━━━ Record extracts

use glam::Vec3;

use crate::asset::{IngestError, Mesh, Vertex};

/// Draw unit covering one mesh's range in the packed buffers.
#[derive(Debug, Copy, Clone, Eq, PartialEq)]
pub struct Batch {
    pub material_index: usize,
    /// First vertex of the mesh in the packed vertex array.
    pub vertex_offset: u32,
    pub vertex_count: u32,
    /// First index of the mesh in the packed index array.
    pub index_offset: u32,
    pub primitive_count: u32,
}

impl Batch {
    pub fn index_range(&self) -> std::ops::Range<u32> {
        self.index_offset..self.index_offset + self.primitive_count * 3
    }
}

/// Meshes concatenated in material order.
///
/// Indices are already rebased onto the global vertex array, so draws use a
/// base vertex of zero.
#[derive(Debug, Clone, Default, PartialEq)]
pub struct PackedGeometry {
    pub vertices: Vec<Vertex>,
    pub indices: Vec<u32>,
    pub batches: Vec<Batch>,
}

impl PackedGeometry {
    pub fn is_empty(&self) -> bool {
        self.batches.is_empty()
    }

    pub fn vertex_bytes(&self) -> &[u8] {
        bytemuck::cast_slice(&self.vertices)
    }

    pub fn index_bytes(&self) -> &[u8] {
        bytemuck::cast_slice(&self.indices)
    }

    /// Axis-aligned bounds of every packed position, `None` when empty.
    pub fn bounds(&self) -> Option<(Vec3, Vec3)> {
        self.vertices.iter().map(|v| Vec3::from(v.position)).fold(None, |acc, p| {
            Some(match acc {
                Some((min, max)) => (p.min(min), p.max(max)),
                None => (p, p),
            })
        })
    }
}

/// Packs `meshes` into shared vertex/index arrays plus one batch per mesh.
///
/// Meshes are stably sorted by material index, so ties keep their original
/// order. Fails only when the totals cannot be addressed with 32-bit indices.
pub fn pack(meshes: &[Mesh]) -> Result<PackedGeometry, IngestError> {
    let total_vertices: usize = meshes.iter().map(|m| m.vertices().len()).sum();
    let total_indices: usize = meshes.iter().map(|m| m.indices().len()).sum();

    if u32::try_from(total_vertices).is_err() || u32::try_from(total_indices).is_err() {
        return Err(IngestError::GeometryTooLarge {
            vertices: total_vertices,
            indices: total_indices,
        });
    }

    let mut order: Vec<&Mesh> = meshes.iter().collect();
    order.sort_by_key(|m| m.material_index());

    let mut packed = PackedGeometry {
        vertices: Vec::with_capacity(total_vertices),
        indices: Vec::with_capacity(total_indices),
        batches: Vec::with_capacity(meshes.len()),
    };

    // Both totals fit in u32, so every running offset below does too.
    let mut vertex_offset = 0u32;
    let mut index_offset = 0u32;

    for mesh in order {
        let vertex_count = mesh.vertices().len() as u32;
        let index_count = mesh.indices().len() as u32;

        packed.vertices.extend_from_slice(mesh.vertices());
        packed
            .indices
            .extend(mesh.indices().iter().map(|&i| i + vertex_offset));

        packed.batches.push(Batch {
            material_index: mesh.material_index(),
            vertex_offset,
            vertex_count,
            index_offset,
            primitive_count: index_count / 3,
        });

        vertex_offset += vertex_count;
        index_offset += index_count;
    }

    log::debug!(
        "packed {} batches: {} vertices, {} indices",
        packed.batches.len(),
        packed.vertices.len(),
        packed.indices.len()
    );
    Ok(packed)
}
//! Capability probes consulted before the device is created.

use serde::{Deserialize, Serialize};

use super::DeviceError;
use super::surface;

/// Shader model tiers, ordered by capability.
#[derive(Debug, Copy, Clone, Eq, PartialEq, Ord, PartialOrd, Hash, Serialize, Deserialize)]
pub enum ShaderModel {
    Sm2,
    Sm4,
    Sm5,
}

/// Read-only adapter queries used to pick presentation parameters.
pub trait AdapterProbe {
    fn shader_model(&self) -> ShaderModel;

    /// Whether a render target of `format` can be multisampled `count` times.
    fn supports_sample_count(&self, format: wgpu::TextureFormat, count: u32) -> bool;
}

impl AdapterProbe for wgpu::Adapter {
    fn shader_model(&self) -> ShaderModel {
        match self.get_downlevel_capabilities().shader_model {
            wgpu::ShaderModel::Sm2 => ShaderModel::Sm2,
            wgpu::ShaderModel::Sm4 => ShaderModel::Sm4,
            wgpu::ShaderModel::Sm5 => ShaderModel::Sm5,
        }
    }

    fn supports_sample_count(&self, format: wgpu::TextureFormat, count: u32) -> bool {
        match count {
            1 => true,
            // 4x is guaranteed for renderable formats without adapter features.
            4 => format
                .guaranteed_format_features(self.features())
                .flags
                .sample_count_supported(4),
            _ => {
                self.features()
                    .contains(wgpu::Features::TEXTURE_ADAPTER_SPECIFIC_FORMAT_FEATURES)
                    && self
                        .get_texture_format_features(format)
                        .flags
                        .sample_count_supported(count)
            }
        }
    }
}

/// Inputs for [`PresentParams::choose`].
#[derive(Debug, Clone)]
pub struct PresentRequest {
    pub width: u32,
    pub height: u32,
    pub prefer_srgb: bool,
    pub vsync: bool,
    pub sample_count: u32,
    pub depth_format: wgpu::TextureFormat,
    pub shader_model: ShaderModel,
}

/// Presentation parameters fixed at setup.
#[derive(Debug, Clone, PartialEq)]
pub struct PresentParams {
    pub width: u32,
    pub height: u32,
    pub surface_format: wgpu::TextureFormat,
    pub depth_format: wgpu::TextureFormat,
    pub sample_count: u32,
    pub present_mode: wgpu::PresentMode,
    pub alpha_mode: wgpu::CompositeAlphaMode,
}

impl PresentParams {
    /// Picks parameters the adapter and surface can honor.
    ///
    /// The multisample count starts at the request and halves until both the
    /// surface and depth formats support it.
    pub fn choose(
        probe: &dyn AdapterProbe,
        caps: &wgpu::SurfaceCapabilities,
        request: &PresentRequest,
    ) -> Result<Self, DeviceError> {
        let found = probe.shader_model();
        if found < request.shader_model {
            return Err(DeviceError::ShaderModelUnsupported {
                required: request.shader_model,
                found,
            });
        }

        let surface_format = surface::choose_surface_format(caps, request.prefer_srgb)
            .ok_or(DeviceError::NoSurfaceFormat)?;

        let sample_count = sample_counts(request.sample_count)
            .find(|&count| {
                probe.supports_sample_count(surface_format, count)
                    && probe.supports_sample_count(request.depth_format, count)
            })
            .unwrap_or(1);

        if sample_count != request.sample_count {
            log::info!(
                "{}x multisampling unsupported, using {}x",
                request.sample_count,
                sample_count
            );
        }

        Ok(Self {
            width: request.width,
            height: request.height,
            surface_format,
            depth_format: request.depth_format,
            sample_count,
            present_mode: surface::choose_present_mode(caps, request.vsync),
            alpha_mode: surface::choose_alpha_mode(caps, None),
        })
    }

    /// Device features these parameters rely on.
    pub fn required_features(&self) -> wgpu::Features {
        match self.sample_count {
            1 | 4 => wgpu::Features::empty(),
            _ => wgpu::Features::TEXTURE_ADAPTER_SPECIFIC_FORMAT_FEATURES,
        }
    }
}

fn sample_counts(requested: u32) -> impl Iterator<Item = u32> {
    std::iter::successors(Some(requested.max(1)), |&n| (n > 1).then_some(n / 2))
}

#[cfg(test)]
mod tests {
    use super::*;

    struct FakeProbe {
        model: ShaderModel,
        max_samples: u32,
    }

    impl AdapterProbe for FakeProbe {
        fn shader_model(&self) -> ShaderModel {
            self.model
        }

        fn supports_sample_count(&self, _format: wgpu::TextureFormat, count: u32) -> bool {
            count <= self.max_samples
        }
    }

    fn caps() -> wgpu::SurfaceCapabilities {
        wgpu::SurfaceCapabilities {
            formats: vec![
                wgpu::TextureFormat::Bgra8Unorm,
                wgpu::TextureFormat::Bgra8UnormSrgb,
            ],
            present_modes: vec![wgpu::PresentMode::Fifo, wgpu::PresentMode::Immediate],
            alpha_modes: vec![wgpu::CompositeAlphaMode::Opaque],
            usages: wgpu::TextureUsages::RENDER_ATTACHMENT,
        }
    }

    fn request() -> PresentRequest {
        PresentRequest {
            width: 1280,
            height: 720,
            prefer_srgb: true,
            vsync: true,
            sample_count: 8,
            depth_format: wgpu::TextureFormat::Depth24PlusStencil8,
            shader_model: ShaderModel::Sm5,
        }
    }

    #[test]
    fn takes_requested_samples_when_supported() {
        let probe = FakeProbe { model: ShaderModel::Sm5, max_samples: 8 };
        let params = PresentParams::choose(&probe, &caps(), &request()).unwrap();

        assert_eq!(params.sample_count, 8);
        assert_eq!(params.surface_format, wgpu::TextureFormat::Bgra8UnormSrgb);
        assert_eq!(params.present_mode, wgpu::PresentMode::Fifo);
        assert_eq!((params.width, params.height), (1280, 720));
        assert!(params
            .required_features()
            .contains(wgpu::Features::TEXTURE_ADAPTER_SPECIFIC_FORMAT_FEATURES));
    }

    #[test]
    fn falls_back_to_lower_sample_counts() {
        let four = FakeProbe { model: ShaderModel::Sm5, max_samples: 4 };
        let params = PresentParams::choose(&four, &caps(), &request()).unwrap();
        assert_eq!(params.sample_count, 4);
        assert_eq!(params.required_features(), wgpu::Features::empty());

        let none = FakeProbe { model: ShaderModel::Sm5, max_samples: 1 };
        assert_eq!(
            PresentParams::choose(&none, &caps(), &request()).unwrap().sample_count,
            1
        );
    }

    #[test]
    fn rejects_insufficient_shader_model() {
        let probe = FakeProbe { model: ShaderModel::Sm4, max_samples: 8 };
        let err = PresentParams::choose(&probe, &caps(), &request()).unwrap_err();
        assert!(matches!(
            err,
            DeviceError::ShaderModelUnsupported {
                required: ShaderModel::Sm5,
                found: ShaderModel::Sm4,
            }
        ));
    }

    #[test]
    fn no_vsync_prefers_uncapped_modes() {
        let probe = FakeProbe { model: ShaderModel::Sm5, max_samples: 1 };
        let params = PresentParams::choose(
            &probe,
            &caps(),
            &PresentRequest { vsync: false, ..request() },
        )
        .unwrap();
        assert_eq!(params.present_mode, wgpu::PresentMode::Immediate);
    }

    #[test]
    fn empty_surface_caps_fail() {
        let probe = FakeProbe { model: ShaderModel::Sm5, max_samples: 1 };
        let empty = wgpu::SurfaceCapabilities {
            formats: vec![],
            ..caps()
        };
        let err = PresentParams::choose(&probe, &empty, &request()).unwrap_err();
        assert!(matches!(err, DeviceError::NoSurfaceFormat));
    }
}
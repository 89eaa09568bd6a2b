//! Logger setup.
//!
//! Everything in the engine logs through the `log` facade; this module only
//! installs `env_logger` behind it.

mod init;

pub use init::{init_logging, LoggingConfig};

━━━━━━

* [Required action]: Among the lines above, find those holding "impl" and copy each one.

* [Finished exercise]:
impl Batch {
impl PackedGeometry {
impl AdapterProbe for wgpu::Adapter {
impl PresentParams {
fn sample_counts(requested: u32) -> impl Iterator<Item = u32> {
    impl AdapterProbe for FakeProbe {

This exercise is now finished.